use chrono::{DateTime, Local};
use serde::{Deserialize, Serialize};
use std::str::FromStr;

/// Recording job state
#[derive(Debug, Clone, Copy, PartialEq, Eq, Serialize, Deserialize)]
#[serde(rename_all = "lowercase")]
pub enum RecordingState {
    /// Created but the encoder has not been started yet
    Idle,
    /// Encoder process is running
    Active,
    /// Stopped explicitly, by the duration cap, or because the encoder exited
    Stopped,
}

impl std::fmt::Display for RecordingState {
    fn fmt(&self, f: &mut std::fmt::Formatter<'_>) -> std::fmt::Result {
        match self {
            RecordingState::Idle => write!(f, "idle"),
            RecordingState::Active => write!(f, "active"),
            RecordingState::Stopped => write!(f, "stopped"),
        }
    }
}

impl FromStr for RecordingState {
    type Err = String;

    fn from_str(s: &str) -> Result<Self, Self::Err> {
        match s.to_ascii_lowercase().as_str() {
            "idle" => Ok(RecordingState::Idle),
            "active" => Ok(RecordingState::Active),
            "stopped" => Ok(RecordingState::Stopped),
            _ => Err(format!("Invalid recording state: {s}")),
        }
    }
}

/// Why a job left the active state
#[derive(Debug, Clone, Copy, PartialEq, Eq, Serialize, Deserialize)]
#[serde(rename_all = "snake_case")]
pub enum StopReason {
    Requested,
    DurationReached,
    ProcessExited,
}

/// Snapshot of a single recording job
#[derive(Debug, Clone, Serialize, Deserialize)]
pub struct RecordingStatus {
    pub id: String,
    pub stream: String,
    /// Output file written by the encoder
    pub output: String,
    /// Container format handed to the encoder
    pub format: String,
    pub state: RecordingState,
    pub started_at: Option<DateTime<Local>>,
    pub stopped_at: Option<DateTime<Local>>,
    pub stop_reason: Option<StopReason>,
    /// Elapsed recording time in milliseconds
    pub elapsed_ms: u64,
    /// Duration cap in milliseconds, if any
    pub max_duration_ms: Option<u64>,
    /// Time left before the duration cap stops the job
    pub remaining_ms: Option<u64>,
    pub pid: Option<u32>,
}

/// Snapshot of a segmented recording
#[derive(Debug, Clone, Serialize, Deserialize)]
pub struct SegmentedStatus {
    pub id: String,
    pub stream: String,
    pub state: RecordingState,
    pub started_at: DateTime<Local>,
    pub stopped_at: Option<DateTime<Local>>,
    /// Index of the current (or last) segment, starting at 1
    pub current_segment: u32,
    /// Job id of the segment currently recording
    pub current_id: Option<String>,
    pub current_file: Option<String>,
    pub segment_started_at: Option<DateTime<Local>>,
    pub segment_duration_ms: u64,
    pub max_file_size_mb: u64,
}
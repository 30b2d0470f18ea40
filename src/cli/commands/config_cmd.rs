//! config command - Get, set, or list configuration values
//!
//! All three act on the global file. Repo files are edited by hand.

use crate::core::config::{Config, GlobalConfig, SETTABLE_KEYS};
use crate::engine::Context;
use crate::ui::prompts;
use anyhow::{Context as _, Result};

/// Key whose value is never echoed.
const SECRET_KEY: &str = "board.credential";

/// Get a configuration value.
pub fn get(_ctx: &Context, key: &str) -> Result<()> {
    let (config, _) = Config::load_global_only().context("Failed to load config")?;
    let value = config.get(key)?;

    if let Some(value) = value {
        if key == SECRET_KEY {
            println!("{}", mask(&value));
        } else {
            println!("{}", value);
        }
    }
    // Key exists but has no value - exit silently
    Ok(())
}

/// Set a configuration value.
///
/// With no value, `board.credential` is read without echo.
pub fn set(ctx: &Context, key: &str, value: Option<&str>) -> Result<()> {
    let (mut config, _) = Config::load_global_only().context("Failed to load config")?;

    let value = match value {
        Some(value) => value.to_string(),
        None if key == SECRET_KEY => prompts::password("Board credential", ctx.interactive)
            .context("Failed to read credential")?,
        None => anyhow::bail!("A value is required for {}", key),
    };

    config.set(key, &value)?;
    let path = Config::write_global(&config).context("Failed to write config")?;

    if !ctx.quiet {
        let shown = if key == SECRET_KEY {
            mask(&value)
        } else {
            value
        };
        println!("Set {} = {} in {}", key, shown, path.display());
    }

    Ok(())
}

/// List every settable value, then the templates.
pub fn list(_ctx: &Context) -> Result<()> {
    let (config, path) = Config::load_global_only().context("Failed to load config")?;

    match &path {
        Some(path) => println!("# {}", path.display()),
        None => println!("# (no config file; defaults in effect)"),
    }
    for line in render(&config)? {
        println!("{}", line);
    }
    Ok(())
}

fn render(config: &GlobalConfig) -> Result<Vec<String>> {
    let mut lines = Vec::new();
    for key in SETTABLE_KEYS {
        let value = match config.get(key)? {
            Some(v) if *key == SECRET_KEY => mask(&v),
            Some(v) => v,
            None => "(not set)".to_string(),
        };
        lines.push(format!("{} = {}", key, value));
    }
    for template in &config.templates {
        lines.push(format!(
            "template {} = {}",
            template.name,
            template.path.display()
        ));
    }
    Ok(lines)
}

/// Keep the last four characters of a secret.
fn mask(secret: &str) -> String {
    let chars: Vec<char> = secret.chars().collect();
    if chars.len() <= 4 {
        return "****".to_string();
    }
    let tail: String = chars[chars.len() - 4..].iter().collect();
    format!("****{}", tail)
}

--------

Scan the material above for lines holding "chars" and copy each of them.

RESULT>
    let chars: Vec<char> = secret.chars().collect();
    if chars.len() <= 4 {
    let tail: String = chars[chars.len() - 4..].iter().collect();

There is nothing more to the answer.